Among the entries below, find the lines with "telemetry" and copy them.
** Opening Provided data block **
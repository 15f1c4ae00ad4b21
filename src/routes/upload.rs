use axum::{
    extract::{multipart::MultipartRejection, Multipart, State},
    routing::post,
    Json, Router,
};
use bytes::Bytes;
use tracing::{info, warn};

use crate::analysis::process_upload;
use crate::models::{AppState, NewUploadSummary, UploadResponse};
use crate::types::{AppError, AppResult};

/// Multipart field carrying the CSV.
pub const FILE_FIELD: &str = "file";

pub fn router(state: AppState) -> Router {
    Router::new()
        .route("/upload/", post(upload_csv))
        .with_state(state)
}

struct UploadedFile {
    filename: String,
    data: Bytes,
}

/// POST /upload/ - parse the CSV, record it in the history and return its summary
async fn upload_csv(
    State(state): State<AppState>,
    multipart: Result<Multipart, MultipartRejection>,
) -> AppResult<Json<UploadResponse>> {
    let mut multipart = multipart.map_err(|e| {
        warn!("Upload rejected: {}", e);
        AppError::MissingFile
    })?;

    let file = read_file_field(&mut multipart)
        .await?
        .ok_or(AppError::MissingFile)?;
    info!(filename = %file.filename, size = file.data.len(), "CSV upload received");

    let analysis = process_upload(&file.data, &file.filename).map_err(|e| {
        warn!(filename = %file.filename, error = %e, "CSV upload could not be processed");
        e
    })?;

    let record = state
        .store
        .record_upload(
            NewUploadSummary::from(&analysis),
            state.config.history.retention_limit,
        )
        .await?;
    info!(
        id = record.id,
        rows = analysis.row_count,
        columns = analysis.column_count,
        "Upload summary saved"
    );

    Ok(Json(UploadResponse::from(analysis)))
}

/// Pull the `file` field out of the form, skipping any other fields.
async fn read_file_field(multipart: &mut Multipart) -> AppResult<Option<UploadedFile>> {
    while let Some(field) = multipart.next_field().await? {
        if field.name() != Some(FILE_FIELD) {
            continue;
        }

        let filename = field.file_name().unwrap_or("upload.csv").to_string();
        let data = field.bytes().await?;
        return Ok(Some(UploadedFile { filename, data }));
    }

    Ok(None)
}
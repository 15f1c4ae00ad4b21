//! CSV parsing and summary statistics for uploaded files.
//!
//! The whole upload is parsed in memory: the header row gives the column
//! names, every following record is one data row. Cells are coerced through
//! [`CellValue::parse`] so numeric columns tolerate stray text and blanks.

use std::collections::{BTreeMap, HashMap, HashSet};

use csv::{ReaderBuilder, StringRecord};
use tracing::debug;

use crate::models::Averages;
use crate::types::CellValue;

pub const FLOWRATE_COLUMN: &str = "flowrate";
pub const PRESSURE_COLUMN: &str = "pressure";
pub const TEMPERATURE_COLUMN: &str = "temperature";
pub const TYPE_COLUMN: &str = "type";

/// Columns every upload must carry, in the order they are reported when missing.
pub const REQUIRED_COLUMNS: [&str; 4] = [
    FLOWRATE_COLUMN,
    PRESSURE_COLUMN,
    TEMPERATURE_COLUMN,
    TYPE_COLUMN,
];

#[derive(Debug, thiserror::Error)]
pub enum AnalysisError {
    #[error("No columns to parse from file")]
    Empty,

    #[error("Failed to parse CSV: {0}")]
    Parse(String),

    #[error("Missing required column(s): {}", .0.join(", "))]
    MissingColumns(Vec<String>),
}

impl From<csv::Error> for AnalysisError {
    fn from(e: csv::Error) -> Self {
        AnalysisError::Parse(e.to_string())
    }
}

/// Result of analysing one uploaded file.
#[derive(Debug, Clone, PartialEq)]
pub struct UploadAnalysis {
    pub row_count: usize,
    pub column_count: usize,
    pub column_names: Vec<String>,
    pub averages: Averages,
    pub type_distribution: BTreeMap<String, usize>,
}

/// In-memory table of coerced cells plus the raw text needed for categories.
struct Table {
    headers: Vec<String>,
    rows: Vec<Vec<(String, CellValue)>>,
}

impl Table {
    fn column_index(&self, name: &str) -> Option<usize> {
        self.headers.iter().position(|h| h == name)
    }

    fn cells(&self, index: usize) -> impl Iterator<Item = &(String, CellValue)> {
        self.rows.iter().filter_map(move |row| row.get(index))
    }
}

/// Parse an uploaded CSV and compute its summary.
pub fn process_upload(data: &[u8], filename: &str) -> Result<UploadAnalysis, AnalysisError> {
    let table = parse_table(data)?;

    let missing: Vec<String> = REQUIRED_COLUMNS
        .iter()
        .filter(|name| table.column_index(name).is_none())
        .map(|name| name.to_string())
        .collect();
    if !missing.is_empty() {
        return Err(AnalysisError::MissingColumns(missing));
    }

    let averages = Averages {
        flowrate: column_mean(&table, FLOWRATE_COLUMN),
        pressure: column_mean(&table, PRESSURE_COLUMN),
        temperature: column_mean(&table, TEMPERATURE_COLUMN),
    };
    let type_distribution = value_counts(&table, TYPE_COLUMN);

    debug!(
        filename,
        rows = table.rows.len(),
        columns = table.headers.len(),
        "Parsed uploaded table"
    );

    Ok(UploadAnalysis {
        row_count: table.rows.len(),
        column_count: table.headers.len(),
        column_names: table.headers,
        averages,
        type_distribution,
    })
}

fn parse_table(data: &[u8]) -> Result<Table, AnalysisError> {
    let mut rdr = ReaderBuilder::new()
        .has_headers(true)
        .flexible(true)
        .from_reader(data);

    let raw_headers: Vec<String> = rdr.headers()?.iter().map(|h| h.to_string()).collect();
    if raw_headers.is_empty() || raw_headers.iter().all(|h| h.trim().is_empty()) {
        return Err(AnalysisError::Empty);
    }
    let headers = dedupe_headers(raw_headers);

    let mut rows = Vec::new();
    let mut record = StringRecord::new();
    while rdr.read_record(&mut record)? {
        // Whitespace-only lines come back as a single blank field
        if record.len() == 1 && record.get(0).is_some_and(|f| f.trim().is_empty()) {
            continue;
        }

        if record.len() > headers.len() {
            let line = record.position().map(|p| p.line()).unwrap_or_default();
            return Err(AnalysisError::Parse(format!(
                "expected {} fields on line {}, found {}",
                headers.len(),
                line,
                record.len()
            )));
        }

        // Short rows are padded with missing cells
        let row = (0..headers.len())
            .map(|idx| {
                let raw = record.get(idx).unwrap_or_default();
                (raw.to_string(), CellValue::parse(raw))
            })
            .collect();
        rows.push(row);
    }

    Ok(Table { headers, rows })
}

/// Rename repeated headers to `name.1`, `name.2`, ... so each column stays addressable.
fn dedupe_headers(raw: Vec<String>) -> Vec<String> {
    let mut seen: HashSet<String> = raw.iter().cloned().collect();
    let mut first_taken: HashSet<String> = HashSet::new();
    let mut suffixes: HashMap<String, usize> = HashMap::new();

    raw.into_iter()
        .map(|name| {
            if first_taken.insert(name.clone()) {
                return name;
            }

            let suffix = suffixes.entry(name.clone()).or_insert(0);
            loop {
                *suffix += 1;
                let candidate = format!("{}.{}", name, suffix);
                if seen.insert(candidate.clone()) {
                    return candidate;
                }
            }
        })
        .collect()
}

fn column_mean(table: &Table, name: &str) -> Option<f64> {
    let index = table.column_index(name)?;
    let (sum, count) = table
        .cells(index)
        .filter_map(|(_, cell)| cell.as_f64())
        .fold((0.0_f64, 0_usize), |(sum, count), v| (sum + v, count + 1));

    if count == 0 {
        return None;
    }
    Some(round2(sum / count as f64))
}

fn value_counts(table: &Table, name: &str) -> BTreeMap<String, usize> {
    let mut counts = BTreeMap::new();
    if let Some(index) = table.column_index(name) {
        for (raw, cell) in table.cells(index) {
            if !cell.is_missing() {
                *counts.entry(raw.clone()).or_insert(0) += 1;
            }
        }
    }
    counts
}

/// Round to two decimals, halves away from zero.
pub fn round2(value: f64) -> f64 {
    (value * 100.0).round() / 100.0
}
//! Chat response source: picks, paces, or proxies the assistant reply.

mod drip;
mod live;
mod reply;
mod upstream;

use std::{convert::Infallible, pin::Pin, sync::Arc};

use bytes::Bytes;
use futures::Stream;
use rand::thread_rng;

pub use drip::{Pacing, drip, units};
pub use live::{LiveUpdate, ReplyAccumulator, live_render, live_updates};
pub use reply::{
    CannedPool, EMPTY_PROMPT_REPLY, Reply, ReplyKind, file_ack, select_reply,
};
pub use upstream::{
    COMPLETION_SENTINEL, ERROR_PREFIX, UpstreamClient, UpstreamError, UpstreamRequest,
    UpstreamStream, relay,
};

use crate::domain::chat::ChatPrompt;

/// Where replies to messages come from.
#[derive(Debug, Clone, Copy, PartialEq, Eq)]
pub enum ReplyMode {
    /// Canned replies dripped from the local pool.
    Dummy,
    /// Messages are forwarded to the upstream service.
    Proxy,
}

/// Model parameters forwarded with each proxied message.
#[derive(Debug, Clone, PartialEq)]
pub struct UpstreamDefaults {
    pub model: String,
    pub temperature: f64,
}

pub type ReplyStream = Pin<Box<dyn Stream<Item = Result<Bytes, Infallible>> + Send>>;

/// Produces the reply body for a chat submission.
pub struct ChatService {
    mode: ReplyMode,
    pool: CannedPool,
    pacing: Pacing,
    upstream: Option<Arc<dyn UpstreamClient>>,
    defaults: UpstreamDefaults,
}

impl ChatService {
    pub fn new(
        mode: ReplyMode,
        pool: CannedPool,
        pacing: Pacing,
        upstream: Option<Arc<dyn UpstreamClient>>,
        defaults: UpstreamDefaults,
    ) -> Self {
        Self {
            mode,
            pool,
            pacing,
            upstream,
            defaults,
        }
    }

    pub fn mode(&self) -> ReplyMode {
        self.mode
    }

    /// Build the reply stream for `prompt`.
    ///
    /// In proxy mode a message without a file is relayed upstream; uploads and
    /// empty prompts are always answered locally.
    pub fn reply(&self, prompt: &ChatPrompt) -> ReplyStream {
        if let (ReplyMode::Proxy, Some(upstream), Some(message), None) = (
            self.mode,
            self.upstream.as_ref(),
            prompt.message(),
            prompt.file(),
        ) {
            return Box::pin(relay(
                Arc::clone(upstream),
                self.upstream_request(message.to_string(), None, None),
            ));
        }

        let reply = select_reply(prompt, &self.pool, &mut thread_rng());
        Box::pin(drip(reply.text, self.pacing))
    }

    /// Relay `message` upstream with optional per-request overrides.
    ///
    /// Returns `None` when no upstream is configured.
    pub fn proxy(
        &self,
        message: String,
        model: Option<String>,
        temperature: Option<f64>,
    ) -> Option<ReplyStream> {
        let upstream = self.upstream.as_ref()?;
        let request = self.upstream_request(message, model, temperature);
        Some(Box::pin(relay(Arc::clone(upstream), request)))
    }

    fn upstream_request(
        &self,
        message: String,
        model: Option<String>,
        temperature: Option<f64>,
    ) -> UpstreamRequest {
        UpstreamRequest {
            message,
            model: model.unwrap_or_else(|| self.defaults.model.clone()),
            temperature: temperature.unwrap_or(self.defaults.temperature),
        }
    }
}
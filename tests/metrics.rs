use std::{collections::HashSet, sync::Arc, time::Duration};

use async_trait::async_trait;
use deepchat::{
    application::{
        chat::{
            CannedPool, ChatService, Pacing, ReplyMode, UpstreamClient, UpstreamDefaults,
            UpstreamError, UpstreamRequest, UpstreamStream,
        },
        render::{RenderMode, RenderService, render_service},
    },
    domain::chat::ChatPrompt,
    infra::telemetry,
};
use futures::StreamExt;
use metrics_util::debugging::DebuggingRecorder;

struct RefusingUpstream;

#[async_trait]
impl UpstreamClient for RefusingUpstream {
    async fn open(&self, _request: &UpstreamRequest) -> Result<UpstreamStream, UpstreamError> {
        Err(UpstreamError::Request("connection refused".to_string()))
    }
}

#[tokio::test]
async fn render_and_reply_paths_emit_expected_metric_keys() {
    let recorder = DebuggingRecorder::new();
    let snapshotter = recorder.snapshotter();
    recorder
        .install()
        .expect("debug metrics recorder should install in this test process");
    telemetry::describe_metrics();

    let renderer = render_service();
    renderer.render(RenderMode::Document, "# heading");
    renderer.render(RenderMode::Segmented, "text\n{\"a\": 1}");

    let upstream: Arc<dyn UpstreamClient> = Arc::new(RefusingUpstream);
    let chat = ChatService::new(
        ReplyMode::Dummy,
        CannedPool::default(),
        Pacing {
            interval: Duration::ZERO,
            chunk_chars: 8,
        },
        Some(upstream),
        UpstreamDefaults {
            model: "test-model".to_string(),
            temperature: 0.7,
        },
    );

    let local: Vec<_> = chat
        .reply(&ChatPrompt::new(Some("hello".to_string()), None))
        .collect()
        .await;
    assert!(!local.is_empty());

    let relayed: Vec<_> = chat
        .proxy("hello".to_string(), None, None)
        .expect("upstream configured")
        .collect()
        .await;
    assert_eq!(relayed.len(), 1);

    let names: HashSet<String> = snapshotter
        .snapshot()
        .into_vec()
        .into_iter()
        .map(|(composite_key, _, _, _)| composite_key.key().name().to_string())
        .collect();

    let expected = [
        "deepchat_render_total",
        "deepchat_reply_total",
        "deepchat_upstream_stream_total",
    ];

    for metric in expected {
        assert!(names.contains(metric), "missing metric: {metric}");
    }
}
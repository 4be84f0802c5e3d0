use std::{path::Path, process, sync::Arc};

use deepchat::{
    application::{
        chat::{CannedPool, ChatService, Pacing, ReplyMode, UpstreamClient, UpstreamDefaults},
        error::AppError,
        render::{RenderMode, RenderService, render_service},
    },
    config,
    infra::{
        error::InfraError,
        http::{self, HttpState},
        telemetry,
        uploads::UploadStorage,
        upstream::HttpUpstreamClient,
    },
};
use tokio::{
    io::{AsyncReadExt, AsyncWriteExt},
    signal,
};
use tracing::{Dispatch, Level, dispatcher, error, info};
use tracing_subscriber::fmt as tracing_fmt;

#[tokio::main]
async fn main() {
    if let Err(error) = run().await {
        report_application_error(&error);
        process::exit(1);
    }
}

fn report_application_error(error: &AppError) {
    if dispatcher::has_been_set() {
        error!(error = %error, "application error");
        return;
    }

    let subscriber = tracing_fmt()
        .with_max_level(Level::ERROR)
        .with_writer(std::io::stderr)
        .finish();
    let dispatch = Dispatch::new(subscriber);
    dispatcher::with_default(&dispatch, || {
        error!(error = %error, "application error");
    });
}

async fn run() -> Result<(), AppError> {
    let (cli_args, settings) = config::load_with_cli()
        .map_err(|err| AppError::unexpected(format!("failed to load configuration: {err}")))?;

    let command = cli_args
        .command
        .unwrap_or(config::Command::Serve(Box::<config::ServeArgs>::default()));

    telemetry::init(&settings.logging).map_err(AppError::from)?;

    match command {
        config::Command::Serve(_) => run_serve(settings).await,
        config::Command::Render(args) => run_render(args).await,
    }
}

async fn run_serve(settings: config::Settings) -> Result<(), AppError> {
    let state = build_http_state(&settings)?;
    let router = http::build_router(state);

    let listener = tokio::net::TcpListener::bind(settings.server.addr)
        .await
        .map_err(|err| AppError::from(InfraError::from(err)))?;

    info!(
        target = "deepchat::serve",
        addr = %settings.server.addr,
        mode = ?settings.chat.mode,
        uploads = %settings.uploads.directory.display(),
        "DeepChat listening"
    );

    axum::serve(listener, router.into_make_service())
        .with_graceful_shutdown(shutdown_signal())
        .await
        .map_err(|err| AppError::unexpected(format!("server error: {err}")))?;

    info!(target = "deepchat::serve", "DeepChat stopped");
    Ok(())
}

fn build_http_state(settings: &config::Settings) -> Result<HttpState, AppError> {
    let uploads = UploadStorage::new(settings.uploads.directory.clone())
        .map_err(|err| AppError::from(InfraError::from(err)))?;

    let upstream = HttpUpstreamClient::new(
        settings.upstream.url.clone(),
        settings.upstream.connect_timeout,
    )?;
    let upstream: Arc<dyn UpstreamClient> = Arc::new(upstream);

    let mode = match settings.chat.mode {
        config::ChatMode::Dummy => ReplyMode::Dummy,
        config::ChatMode::Proxy => ReplyMode::Proxy,
    };
    let pacing = Pacing {
        interval: settings.chat.drip_interval,
        chunk_chars: settings.chat.drip_chunk_chars.get() as usize,
    };
    let defaults = UpstreamDefaults {
        model: settings.upstream.model.clone(),
        temperature: settings.upstream.temperature,
    };

    let chat = ChatService::new(mode, CannedPool::default(), pacing, Some(upstream), defaults);

    Ok(HttpState {
        render: render_service(),
        chat: Arc::new(chat),
        uploads: Arc::new(uploads),
        upload_limit_bytes: settings.uploads.max_request_bytes.get(),
    })
}

async fn run_render(args: config::RenderArgs) -> Result<(), AppError> {
    let text = match args.file.as_deref() {
        Some(path) => read_file(path).await?,
        None => read_stdin().await?,
    };

    let mode = if args.segmented {
        RenderMode::Segmented
    } else {
        RenderMode::Document
    };
    let result = render_service().render(mode, &text);

    let mut payload = serde_json::to_vec_pretty(&result)
        .map_err(|err| AppError::unexpected(format!("failed to encode render result: {err}")))?;
    payload.push(b'\n');

    let mut stdout = tokio::io::stdout();
    stdout
        .write_all(&payload)
        .await
        .map_err(|err| AppError::from(InfraError::from(err)))?;
    stdout
        .flush()
        .await
        .map_err(|err| AppError::from(InfraError::from(err)))?;

    Ok(())
}

async fn read_file(path: &Path) -> Result<String, AppError> {
    tokio::fs::read_to_string(path)
        .await
        .map_err(|err| AppError::unexpected(format!("failed to read {}: {err}", path.display())))
}

async fn read_stdin() -> Result<String, AppError> {
    let mut buffer = String::new();
    tokio::io::stdin()
        .read_to_string(&mut buffer)
        .await
        .map_err(|err| AppError::from(InfraError::from(err)))?;
    Ok(buffer)
}

async fn shutdown_signal() {
    let ctrl_c = async {
        if let Err(err) = signal::ctrl_c().await {
            error!(target = "deepchat::serve", error = %err, "failed to listen for ctrl-c");
            std::future::pending::<()>().await;
        }
    };

    #[cfg(unix)]
    let terminate = async {
        match signal::unix::signal(signal::unix::SignalKind::terminate()) {
            Ok(mut stream) => {
                stream.recv().await;
            }
            Err(err) => {
                error!(target = "deepchat::serve", error = %err, "failed to listen for SIGTERM");
                std::future::pending::<()>().await;
            }
        }
    };

    #[cfg(not(unix))]
    let terminate = std::future::pending::<()>();

    tokio::select! {
        _ = ctrl_c => {},
        _ = terminate => {},
    }

    info!(target = "deepchat::serve", "shutdown signal received");
}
** Closing Provided data block **
**Answer section**
    infra::telemetry,
    telemetry::describe_metrics();
        telemetry,
    telemetry::init(&settings.logging).map_err(AppError::from)?;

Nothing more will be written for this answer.